● Your task
Within the entries below, the lines from the one with "let stamp = if" through the one with "e.level.name(), stamp, e.text)" are to be set down exactly, both ends kept.

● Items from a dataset
—————

//! dmesg
//!
//! The kernel ring buffer is rebuilt from the node state on every call: a
//! fixed boot sequence followed by one or more lines per piece of fault
//! evidence, ordered by time since boot.

use super::{kernel_pci, HandlerResult};
use crate::simulator::{CommandResult, FlagMetadata, SimContext, ToolRegistry};
use chrono::{DateTime, Duration, Utc};
use sim_core::state::THERMAL_SLOWDOWN_C;
use sim_core::{Gpu, Node, PortState, XID_FALLEN_OFF_BUS};
use sim_shell::ParsedCommand;
use sim_state::store::SESSION_UPTIME_SECS;
use std::str::FromStr;

pub fn simulator() -> ToolRegistry {
    ToolRegistry::new("dmesg", "2.37.2", "Print or control the kernel ring buffer")
        .usage("dmesg [-T] [-l|--level LIST]")
        .version_flags(&["version", "V"])
        .version_text("dmesg from util-linux 2.37.2")
        .root(show)
        .flag(FlagMetadata::both("T", "ctime", "Show human-readable timestamps"))
        .flag(FlagMetadata::both("l", "level", "Restrict output to the given levels").takes("LIST"))
        .flag(FlagMetadata::both("x", "decode", "Decode facility and level to readable strings"))
}

#[derive(Debug, Clone, Copy, PartialEq, Eq, PartialOrd, Ord)]
enum Level {
    Emerg,
    Alert,
    Crit,
    Error,
    Warning,
    Notice,
    Info,
    Debug,
}

impl Level {
    fn name(&self) -> &'static str {
        match self {
            Level::Emerg => "emerg",
            Level::Alert => "alert",
            Level::Crit => "crit",
            Level::Error => "err",
            Level::Warning => "warn",
            Level::Notice => "notice",
            Level::Info => "info",
            Level::Debug => "debug",
        }
    }
}

impl FromStr for Level {
    type Err = String;

    fn from_str(s: &str) -> Result<Self, Self::Err> {
        match s.trim().to_lowercase().as_str() {
            "emerg" => Ok(Level::Emerg),
            "alert" => Ok(Level::Alert),
            "crit" => Ok(Level::Crit),
            "err" => Ok(Level::Error),
            "warn" => Ok(Level::Warning),
            "notice" => Ok(Level::Notice),
            "info" => Ok(Level::Info),
            "debug" => Ok(Level::Debug),
            other => Err(format!("unknown level '{}'", other)),
        }
    }
}

struct Entry {
    offset: f64,
    level: Level,
    text: String,
}

struct RingBuffer {
    boot: DateTime<Utc>,
    /// Time used for evidence that carries no timestamp of its own
    fallback: DateTime<Utc>,
    entries: Vec<Entry>,
}

impl RingBuffer {
    fn new(boot: DateTime<Utc>, fallback: DateTime<Utc>) -> Self {
        Self {
            boot,
            fallback,
            entries: Vec::new(),
        }
    }

    fn at(&mut self, offset: f64, level: Level, text: impl Into<String>) {
        // Later lines logged at the same instant keep their order.
        let offset = offset + self.entries.len() as f64 * 0.000_013;
        self.entries.push(Entry {
            offset,
            level,
            text: text.into(),
        });
    }

    fn when(&mut self, time: Option<DateTime<Utc>>, level: Level, text: impl Into<String>) {
        let time = time.unwrap_or(self.fallback);
        let offset = (time - self.boot).num_milliseconds() as f64 / 1000.0;
        self.at(offset.max(0.0), level, text);
    }

    fn into_sorted(mut self) -> Vec<Entry> {
        self.entries.sort_by(|a, b| a.offset.total_cmp(&b.offset));
        self.entries
    }
}

fn sel_time(node: &Node, sensor: &str) -> Option<DateTime<Utc>> {
    node.bmc
        .sel
        .iter()
        .filter(|e| e.sensor == sensor)
        .map(|e| e.timestamp)
        .min()
}

/// `0000:07:00`, the bus tag NVRM prints in XID lines
fn xid_tag(gpu: &Gpu) -> String {
    kernel_pci(&gpu.pci_address)
        .to_lowercase()
        .trim_end_matches(".0")
        .to_string()
}

fn ring_buffer(node: &Node, boot: DateTime<Utc>, fallback: DateTime<Utc>) -> Vec<Entry> {
    let mut log = RingBuffer::new(boot, fallback);

    log.at(
        0.0,
        Level::Notice,
        format!(
            "Linux version {} (buildd@lcy02-amd64-045) (gcc (Ubuntu 11.4.0-1ubuntu1~22.04) 11.4.0) #43-Ubuntu SMP",
            node.kernel_version
        ),
    );
    log.at(
        0.0,
        Level::Info,
        format!("Command line: BOOT_IMAGE=/boot/vmlinuz-{} ro quiet", node.kernel_version),
    );
    log.at(0.0, Level::Info, format!("DMI: NVIDIA DGX/{}, BIOS 1.25 11/30/2023", node.hostname));
    for gpu in &node.gpus {
        log.at(
            1.204_311,
            Level::Info,
            format!(
                "pci {}: [10de:{}] type 00 class 0x030200",
                kernel_pci(&gpu.pci_address).to_lowercase(),
                if gpu.name.contains("H100") { "2330" } else { "20b2" }
            ),
        );
    }
    for hca in &node.hcas {
        log.at(
            4.518_902,
            Level::Info,
            format!("mlx5_core {}: firmware version: {}", hca.pci_address, hca.firmware_version),
        );
    }
    log.at(12.304_117, Level::Warning, "nvidia: loading out-of-tree module taints kernel.");
    log.at(
        12.551_060,
        Level::Info,
        "nvidia-nvlink: Nvlink Core is being initialized, major device number 511",
    );
    log.at(
        13.098_245,
        Level::Info,
        format!(
            "NVRM: loading NVIDIA UNIX x86_64 Kernel Module  {}  Thu Oct 26 21:47:07 UTC 2023",
            node.driver_version
        ),
    );
    for hca in &node.hcas {
        log.at(
            25.774_812,
            Level::Info,
            format!("mlx5_core {} {}: Link up", hca.pci_address, interface_name(&hca.pci_address)),
        );
    }

    for gpu in &node.gpus {
        let pci = kernel_pci(&gpu.pci_address).to_lowercase();
        let tag = xid_tag(gpu);
        for xid in &gpu.xid_errors {
            log.when(
                Some(xid.timestamp),
                Level::Error,
                format!(
                    "NVRM: Xid (PCI:{}): {}, pid='<unknown>', name=<unknown>, {}.",
                    tag, xid.code, xid.description
                ),
            );
            if xid.code == XID_FALLEN_OFF_BUS {
                log.when(
                    Some(xid.timestamp),
                    Level::Error,
                    format!("NVRM: GPU {}: GPU has fallen off the bus.", pci),
                );
                log.when(
                    Some(xid.timestamp),
                    Level::Error,
                    format!("NVRM: GPU {}: A GPU crash dump has been created.", pci),
                );
            }
        }
        if gpu.is_throttled() {
            log.when(
                sel_time(node, &format!("GPU{} Temp", gpu.id)),
                Level::Warning,
                format!(
                    "NVRM: GPU {}: Thermal slowdown engaged: temperature {} C exceeds slowdown threshold {} C",
                    pci, gpu.temperature, THERMAL_SLOWDOWN_C
                ),
            );
        }
        if gpu.has_double_bit_errors() && !gpu.xid_errors.iter().any(|x| x.code == 48) {
            log.when(
                sel_time(node, &format!("GPU{} Status", gpu.id)),
                Level::Error,
                format!(
                    "NVRM: GPU {}: Uncorrectable ECC error detected, {} double bit error(s)",
                    pci, gpu.ecc.aggregate.double_bit
                ),
            );
        }
        let link_time = gpu.xid_errors.iter().find(|x| x.code == 74).map(|x| x.timestamp);
        for link in gpu.inactive_links() {
            log.when(
                link_time,
                Level::Warning,
                format!("nvidia-nvlink: GPU {}: NVLink {} is down", pci, link.link),
            );
        }
    }

    for hca in &node.hcas {
        for port in hca.ports.iter().filter(|p| p.state == PortState::Down) {
            log.when(
                None,
                Level::Warning,
                format!(
                    "mlx5_core {} {}: Link down (port {})",
                    hca.pci_address,
                    interface_name(&hca.pci_address),
                    port.port
                ),
            );
        }
    }

    log.into_sorted()
}

/// Predictable interface name, `ibp12s0` for bus `0c`
fn interface_name(pci_address: &str) -> String {
    let bus = pci_address
        .split(':')
        .nth(1)
        .and_then(|b| u32::from_str_radix(b, 16).ok())
        .unwrap_or(0);
    format!("ibp{}s0", bus)
}

fn show(parsed: &ParsedCommand, ctx: &mut SimContext<'_>) -> HandlerResult {
    let levels: Option<Vec<Level>> = match parsed.flag_value(&["l", "level"]) {
        Some(list) => match list.split(',').map(Level::from_str).collect::<Result<Vec<_>, _>>() {
            Ok(levels) => Some(levels),
            Err(message) => return Ok(CommandResult::error(format!("dmesg: {}", message))),
        },
        None if parsed.has_flag(&["l", "level"]) => {
            return Ok(CommandResult::error("dmesg: option requires an argument -- 'l'"))
        }
        None => None,
    };
    let human = parsed.has_flag(&["T", "ctime"]);
    let decode = parsed.has_flag(&["x", "decode"]);

    let boot = ctx.state().boot_time;
    let fallback = boot + Duration::seconds(SESSION_UPTIME_SECS);
    let node = ctx.node()?;

    let lines: Vec<String> = ring_buffer(node, boot, fallback)
        .into_iter()
        .filter(|e| levels.as_ref().map_or(true, |l| l.contains(&e.level)))
        .map(|e| {
            let stamp = if human {
                let at = boot + Duration::milliseconds((e.offset * 1000.0) as i64);
                format!("[{}]", at.format("%a %b %e %H:%M:%S %Y"))
            } else {
                format!("[{:>12.6}]", e.offset)
            };
            if decode {
                format!("kern  :{:<6}: {} {}", e.level.name(), stamp, e.text)
            } else {
                format!("{} {}", stamp, e.text)
            }
        })
        .collect();
    Ok(CommandResult::ok(lines.join("\n")))
}

#[cfg(test)]
mod tests {
    use super::*;
    use crate::tools::testing::{run, store};
    use sim_core::{PhysicalState, Severity, XidError};

    #[test]
    fn test_boot_sequence() {
        let mut store = store(1, 8);
        let result = run(&simulator(), &mut store, "dmesg");
        let first = result.output.lines().next().unwrap();
        assert!(first.starts_with("[    0.000000] Linux version 5.15.0-1042-nvidia"));
        assert!(result.output.contains("NVRM: loading NVIDIA UNIX x86_64 Kernel Module  535.129.03"));
        assert!(!result.output.contains("Xid"));
    }

    #[test]
    fn test_fallen_gpu_xid_line() {
        let mut store = store(1, 8);
        let now = store.now();
        store.state_mut().nodes[0].gpus[1]
            .xid_errors
            .push(XidError::new(XID_FALLEN_OFF_BUS, now, Severity::Critical));

        let result = run(&simulator(), &mut store, "dmesg --level err");
        assert!(result
            .output
            .contains("NVRM: Xid (PCI:0000:0f:00): 79, pid='<unknown>', name=<unknown>, GPU has fallen off the bus."));
        assert!(result.output.contains("NVRM: GPU 0000:0f:00.0: GPU has fallen off the bus."));
        assert!(!result.output.contains("Linux version"));
        let last = result.output.lines().last().unwrap();
        assert!(last.contains("crash dump"));
    }

    #[test]
    fn test_thermal_and_link_lines() {
        let mut store = store(1, 8);
        {
            let node = &mut store.state_mut().nodes[0];
            node.gpus[2].temperature = 87;
            node.hcas[0].ports[0].state = PortState::Down;
            node.hcas[0].ports[0].physical_state = PhysicalState::Disabled;
        }
        let result = run(&simulator(), &mut store, "dmesg -l err,warn");
        assert!(result.output.contains("Thermal slowdown engaged: temperature 87 C"));
        assert!(result.output.contains("mlx5_core 0000:0c:00.0 ibp12s0: Link down (port 1)"));
    }

    #[test]
    fn test_human_timestamps() {
        let mut store = store(1, 8);
        let result = run(&simulator(), &mut store, "dmesg -T");
        assert!(result
            .output
            .lines()
            .next()
            .unwrap()
            .starts_with("[Mon Jan 15 08:00:00 2024] Linux version"));
    }

    #[test]
    fn test_unknown_level() {
        let mut store = store(1, 8);
        let result = run(&simulator(), &mut store, "dmesg --level loud");
        assert_eq!(result.exit_code, 1);
        assert!(result.output.contains("unknown level 'loud'"));
    }
}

—————

● Exercise response
            let stamp = if human {
                let at = boot + Duration::milliseconds((e.offset * 1000.0) as i64);
                format!("[{}]", at.format("%a %b %e %H:%M:%S %Y"))
            } else {
                format!("[{:>12.6}]", e.offset)
            };
            if decode {
                format!("kern  :{:<6}: {} {}", e.level.name(), stamp, e.text)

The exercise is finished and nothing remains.